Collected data

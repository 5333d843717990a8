use std::ops::Range;

use ndarray::{Array1, ArrayView1};
use rand::{Rng, SeedableRng};
use rand_xoshiro::Xoshiro256Plus;
use sprs::CsMat;

use trickle::dataset::{fold_row_into, AsSingleTargets};
use trickle::traits::{Fit, FitWith, PredictInplace};
use trickle::{DatasetBase, Float, Pr};

use crate::accumulator::sigmoid;
use crate::batch::{check_width, validate_fit_batch, validate_predict_batch};
use crate::error::{FtrlError, Result};
use crate::hogwild::{build_pool, contiguous_blocks, Hogwild, UpdateScheme};
use crate::nn::{DenseLayer, ReluNet, ReluNetValidParams};

impl<F, T> Fit<CsMat<F>, T, FtrlError> for ReluNetValidParams<F>
where
    F: Float,
    T: AsSingleTargets<Elem = bool>,
{
    type Object = ReluNet<F>;

    /// Fit a fresh model, sizing the hash width from the batch.
    fn fit(&self, dataset: &DatasetBase<CsMat<F>, T>) -> Result<Self::Object> {
        self.fit_with(None, dataset)
    }
}

impl<'a, F, T> FitWith<'a, CsMat<F>, T, FtrlError> for ReluNetValidParams<F>
where
    F: Float,
    T: AsSingleTargets<Elem = bool>,
{
    type ObjectIn = Option<ReluNet<F>>;
    type ObjectOut = ReluNet<F>;

    /// Fit a rectified-linear network given a sparse feature matrix and a
    /// boolean target variable.
    ///
    /// Passing `None` starts a fresh seed-initialized network sized to the
    /// batch; passing `Some(model)` continues training the existing state,
    /// in which case the batch's column count must match the model's hash
    /// width.
    fn fit_with(
        &self,
        model_in: Self::ObjectIn,
        dataset: &DatasetBase<CsMat<F>, T>,
    ) -> Result<Self::ObjectOut> {
        validate_fit_batch(dataset)?;
        let x = dataset.records();

        let mut model = match model_in {
            Some(model) => {
                check_width(x, model.nfeatures())?;
                model
            }
            None => ReluNet::new(self.clone(), x.cols()),
        };

        let targets = dataset.targets().as_single_targets();
        let ReluNet { params, layers } = &mut model;
        for epoch in 0..params.iterations {
            run_epoch(params, layers, x, targets, &dataset.weights, epoch)?;
        }

        Ok(model)
    }
}

impl<F: Float> PredictInplace<CsMat<F>, Array1<Pr>> for ReluNet<F> {
    /// Given an input matrix `X`, with shape `(n_samples, n_features)`,
    /// `predict` returns the target variable according to the parameters
    /// learned from the training data distribution. Dropout is inactive
    /// outside of fit.
    ///
    /// Panics when the batch fails validation; [`ReluNet::try_predict`] is
    /// the fallible variant.
    fn predict_inplace(&self, x: &CsMat<F>, y: &mut Array1<Pr>) {
        assert_eq!(
            x.rows(),
            y.len(),
            "The number of data points must match the number of output targets."
        );

        match self.try_predict(x) {
            Ok(probabilities) => y.assign(&probabilities),
            Err(e) => panic!("{}", e),
        }
    }

    fn default_target(&self, x: &CsMat<F>) -> Array1<Pr> {
        Array1::from_elem(x.rows(), Pr(0.0))
    }
}

impl<F: Float> ReluNet<F> {
    /// Predict one probability per row, validating storage order and the
    /// hash width first.
    pub fn try_predict(&self, x: &CsMat<F>) -> Result<Array1<Pr>> {
        validate_predict_batch(x, self.nfeatures())?;

        let nrows = x.rows();
        let nthreads = self.params.num_threads.min(nrows).max(1);
        let mut out = vec![Pr(0.0); nrows];

        if nthreads <= 1 {
            predict_rows(&self.params, &self.layers, x, 0..nrows, &mut out);
        } else {
            let pool = build_pool(nthreads)?;
            let blocks = contiguous_blocks(nrows, nthreads);

            let mut slices = Vec::with_capacity(blocks.len());
            let mut rest = out.as_mut_slice();
            for block in &blocks {
                let (head, tail) = rest.split_at_mut(block.len());
                slices.push(head);
                rest = tail;
            }

            let params = &self.params;
            let layers = &self.layers;
            pool.scope(|scope| {
                for (block, slice) in blocks.into_iter().zip(slices) {
                    scope.spawn(move |_| predict_rows(params, layers, x, block, slice));
                }
            });
        }

        Ok(Array1::from(out))
    }
}

/// Per-worker scratch space holding one row's activations, dropout scales
/// and back-propagated gradients for every hidden layer.
struct NetScratch<F> {
    row: Vec<(usize, F)>,
    pre: Vec<Vec<F>>,
    act: Vec<Vec<F>>,
    mask: Vec<Vec<F>>,
    delta: Vec<Vec<F>>,
}

impl<F: Float> NetScratch<F> {
    fn new(hidden_widths: &[usize]) -> Self {
        let alloc = || {
            hidden_widths
                .iter()
                .map(|&w| vec![F::zero(); w])
                .collect::<Vec<_>>()
        };
        Self {
            row: Vec::new(),
            pre: alloc(),
            act: alloc(),
            mask: alloc(),
            delta: alloc(),
        }
    }
}

fn run_epoch<F: Float>(
    params: &ReluNetValidParams<F>,
    layers: &mut Vec<DenseLayer<F>>,
    x: &CsMat<F>,
    targets: ArrayView1<bool>,
    weights: &Array1<f32>,
    epoch: usize,
) -> Result<()> {
    let nrows = x.rows();
    let nthreads = params.num_threads.min(nrows).max(1);

    // the output unit cannot be partitioned by coordinate, so the strict
    // scheme runs the deterministic sequential pass instead
    if nthreads <= 1 || params.update_scheme == UpdateScheme::Sharded {
        let mut rng = worker_rng(params.seed, epoch, nthreads, 0);
        fit_rows(params, layers, x, targets, weights, 0..nrows, &mut rng);
        return Ok(());
    }

    let pool = build_pool(nthreads)?;
    let blocks = contiguous_blocks(nrows, nthreads);
    let shared = Hogwild::new(layers);
    let shared = &shared;
    pool.scope(|scope| {
        for (worker, block) in blocks.into_iter().enumerate() {
            scope.spawn(move |_| {
                // racy by design; see the hogwild module contract
                let layers = unsafe { shared.get() };
                let mut rng = worker_rng(params.seed, epoch, nthreads, worker);
                fit_rows(params, layers, x, targets, weights, block, &mut rng);
            });
        }
    });

    Ok(())
}

fn worker_rng(seed: u64, epoch: usize, nthreads: usize, worker: usize) -> Xoshiro256Plus {
    Xoshiro256Plus::seed_from_u64(seed.wrapping_add((epoch * nthreads + worker + 1) as u64))
}

fn fit_rows<F: Float>(
    params: &ReluNetValidParams<F>,
    layers: &mut [DenseLayer<F>],
    x: &CsMat<F>,
    targets: ArrayView1<bool>,
    weights: &Array1<f32>,
    rows: Range<usize>,
    rng: &mut Xoshiro256Plus,
) {
    let mut scratch = NetScratch::new(&params.hidden_layers);
    for i in rows {
        let row = match x.outer_view(i) {
            Some(row) => row,
            None => continue,
        };
        if !fold_row_into(row.indices(), row.data(), &mut scratch.row) {
            // non-finite feature values: reject the row, keep the store intact
            continue;
        }

        let sample_weight = F::cast(if weights.is_empty() { 1.0 } else { weights[i] });

        let score = forward_row(params, layers, &mut scratch, Some(&mut *rng));
        let truth = if targets[i] { F::one() } else { F::zero() };
        let err = (sigmoid(score) - truth) * sample_weight;
        backward_row(params, layers, &mut scratch, err);
    }
}

fn predict_rows<F: Float>(
    params: &ReluNetValidParams<F>,
    layers: &[DenseLayer<F>],
    x: &CsMat<F>,
    rows: Range<usize>,
    out: &mut [Pr],
) {
    let mut scratch = NetScratch::new(&params.hidden_layers);
    let offset = rows.start;
    for i in rows {
        let row = match x.outer_view(i) {
            Some(row) => row,
            None => continue,
        };
        fold_row_into(row.indices(), row.data(), &mut scratch.row);

        let score = forward_row(params, layers, &mut scratch, None);
        out[i - offset] = Pr(sigmoid(score).to_f32().unwrap_or_default());
    }
}

fn layer_weight<F: Float>(params: &ReluNetValidParams<F>, layer: &DenseLayer<F>, slot: usize) -> F {
    layer.state.weight_at(
        slot,
        params.alpha,
        params.beta,
        params.l1_penalty,
        params.l2_penalty,
    )
}

/// Forward pass over one folded row. With a generator the hidden
/// activations are thinned by inverted dropout; without one (prediction)
/// every unit participates at full scale.
fn forward_row<F: Float>(
    params: &ReluNetValidParams<F>,
    layers: &[DenseLayer<F>],
    scratch: &mut NetScratch<F>,
    mut dropout_rng: Option<&mut Xoshiro256Plus>,
) -> F {
    let nhidden = layers.len() - 1;
    let dropout = params.dropout_rate.to_f64().unwrap_or(0.0);
    let keep_scale = F::one() / (F::one() - params.dropout_rate);

    for l in 0..nhidden {
        let layer = &layers[l];
        let width = layer.fan_out;
        for slot in scratch.pre[l].iter_mut() {
            *slot = F::zero();
        }

        if l == 0 {
            // sparse-times-dense product over the row's nonzeros
            for &(idx, value) in &scratch.row {
                let base = idx * width;
                for j in 0..width {
                    scratch.pre[l][j] += layer_weight(params, layer, base + j) * value;
                }
            }
        } else {
            for i in 0..layer.fan_in {
                let activation = scratch.act[l - 1][i];
                if activation == F::zero() {
                    continue;
                }
                let base = i * width;
                for j in 0..width {
                    scratch.pre[l][j] += layer_weight(params, layer, base + j) * activation;
                }
            }
        }

        for j in 0..width {
            let scale = match dropout_rng.as_deref_mut() {
                Some(rng) if dropout > 0.0 => {
                    if rng.gen::<f64>() < dropout {
                        F::zero()
                    } else {
                        keep_scale
                    }
                }
                _ => F::one(),
            };
            scratch.mask[l][j] = scale;
            scratch.act[l][j] = F::max(scratch.pre[l][j], F::zero()) * scale;
        }
    }

    let output = &layers[nhidden];
    let mut score = F::zero();
    for (i, &activation) in scratch.act[nhidden - 1].iter().enumerate() {
        score += layer_weight(params, output, i) * activation;
    }
    score
}

/// Backward pass over one folded row; every weight of every block receives
/// the closed-form adaptive update, with gradients taken at the weights
/// the forward pass saw.
fn backward_row<F: Float>(
    params: &ReluNetValidParams<F>,
    layers: &mut [DenseLayer<F>],
    scratch: &mut NetScratch<F>,
    err: F,
) {
    let nhidden = layers.len() - 1;

    // output block: gradient and the back-propagated signal share w_old
    {
        let output = &mut layers[nhidden];
        for i in 0..output.fan_in {
            let w_old = layer_weight(params, output, i);
            scratch.delta[nhidden - 1][i] = err * w_old;
            output
                .state
                .update_at(i, err * scratch.act[nhidden - 1][i], w_old, params.alpha);
        }
    }

    for l in (0..nhidden).rev() {
        // through the dropout scale and the ReLU gate
        let width = layers[l].fan_out;
        for j in 0..width {
            let gated = scratch.delta[l][j] * scratch.mask[l][j];
            scratch.delta[l][j] = if scratch.pre[l][j] > F::zero() {
                gated
            } else {
                F::zero()
            };
        }

        if l > 0 {
            let layer = &mut layers[l];
            for i in 0..layer.fan_in {
                let activation = scratch.act[l - 1][i];
                let base = i * layer.fan_out;
                let mut propagated = F::zero();
                for j in 0..layer.fan_out {
                    let delta = scratch.delta[l][j];
                    let w_old = layer_weight(params, layer, base + j);
                    propagated += w_old * delta;
                    layer
                        .state
                        .update_at(base + j, delta * activation, w_old, params.alpha);
                }
                scratch.delta[l - 1][i] = propagated;
            }
        } else {
            let layer = &mut layers[0];
            for &(idx, value) in &scratch.row {
                let base = idx * layer.fan_out;
                for j in 0..layer.fan_out {
                    let delta = scratch.delta[0][j];
                    if delta == F::zero() {
                        continue;
                    }
                    let w_old = layer_weight(params, layer, base + j);
                    layer
                        .state
                        .update_at(base + j, delta * value, w_old, params.alpha);
                }
            }
        }
    }
}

WHAT IS EXPECTED ::
Only lines with the word "output" go in the answer. Take them all from the entries above.

EXPECTED ANSWER ::
            "The number of data points must match the number of output targets."
    // the output unit cannot be partitioned by coordinate, so the strict
    let output = &layers[nhidden];
        score += layer_weight(params, output, i) * activation;
    // output block: gradient and the back-propagated signal share w_old
        let output = &mut layers[nhidden];
        for i in 0..output.fan_in {
            let w_old = layer_weight(params, output, i);
            output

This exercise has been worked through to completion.